Alexander Seitel received his doctorate in medical informatics from the University of Heidelberg in 2012 and received his diploma in computer science from the Karlsruhe Institute of Technology (2007). He conducted a two-year postdoctoral fellowship at the University of British Columbia (Canada) and is currently working as a scientist in the Division of Computer Assisted Medical Interventions at the German Cancer Research Center (DKFZ), leading a translational project on ultrasound navigated percutaneous needle insertions.

Matthias Eisenmann is a scientist at the German Cancer Research Center (DKFZ), Heidelberg, working in the Division of Computer Assisted Medical Interventions. He received his MSc in informatics from Karlsruhe Institute of Technology, Germany, in 2015. His research focuses on good scientific practices in biomedical image analysis competitions as well as clinical translation of a concept for assisting ultrasound-guided needle insertions following a quality-centered process.

Jasmin Metzger is a scientist in the Division of Medical Image Computing at the German Cancer Research Center (DKFZ), Heidelberg. She received her diploma in medical informatics from the University of Heidelberg in 2012. Her research focuses on standardization and interoperability of data management and processing. She is engaged in the development and distribution of the Medical Imaging and Interaction Toolkit—a research tool for medical image processing.

Gregor Sommer received his doctorate in medicine from the University of Freiburg in 2008 and received his diploma degree in physics from the University of Freiburg (2005). He is a board certified radiologist and nuclear medicine physician and currently working as a staff radiologist and assistant division head for cardiac and thoracic imaging at the University Hospital Basel, Switzerland. His research is focused on MRI of the lungs and quantitative techniques for cardiac and thoracic imaging.

Alexander W. Sauter completed his radiology residency at the University Hospital Tbingen in 2013. During this time, he was also a group leader for translational imaging at the Werner Siemens Imaging Center.
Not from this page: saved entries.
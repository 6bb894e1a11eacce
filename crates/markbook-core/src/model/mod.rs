pub mod book;
pub mod required;
pub mod snapshot;
pub mod student;

pub use book::{ExistingBook, NewPage, PageRecord};
pub use required::RequiredFileSet;
pub use snapshot::{SnapshotSource, StudentSubmission, SubmissionSnapshot};
pub use student::StudentId;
In 2017, he finalized a residency in nuclear medicine at the University Hospital of Basel. Currently, he is a senior physician for cardiothoracic imaging. His research activities focus on multiparametric imaging and artificial intelligence applications.

Fides Regina Schwartz received her doctorate in medicine from the University of Basel in 2018, and received her MD degree from the University of Heidelberg (2013). She completed the Swiss radiology board exams in 2017 and her work as a research fellow at Duke University (Durham, NC, USA) is focused on computer tomography of the vascular system.

Hannes Götz Kenngott received his approbation in medicine 2008. He has been working as a surgeon for nine years and leads the surgical research group New Technologies and Data Science. His expertise is computer-assisted surgery, clinical decision support systems, medical robotics, cyber-physical systems in surgery, and machine learning on medical images and data. He is also part of international consortia in the area of surgical data science and surgical ontology standardization.

Lena Maier-Hein received her PhD from Karlsruhe Institute of Technology with distinction in 2009, and conducted her postdoctoral research in the Division of Medical and Biological Informatics at the German Cancer Research Center (DKFZ) and at the Hamlyn Centre for Robotics Surgery at Imperial College London. As a full professor at the DKFZ, she is now working in the field of computer-assisted medical interventions, focusing on multimodal image processing, surgical data science, and computational biophotonics. She has and continues to fulfill the role of (co-) principal investigator on a number of national and international grants including a European Research Council starting grant 2014.

Biographies for the other authors are not available.

Disclosures

The authors declare that there are no conflicts of interest related to this paper.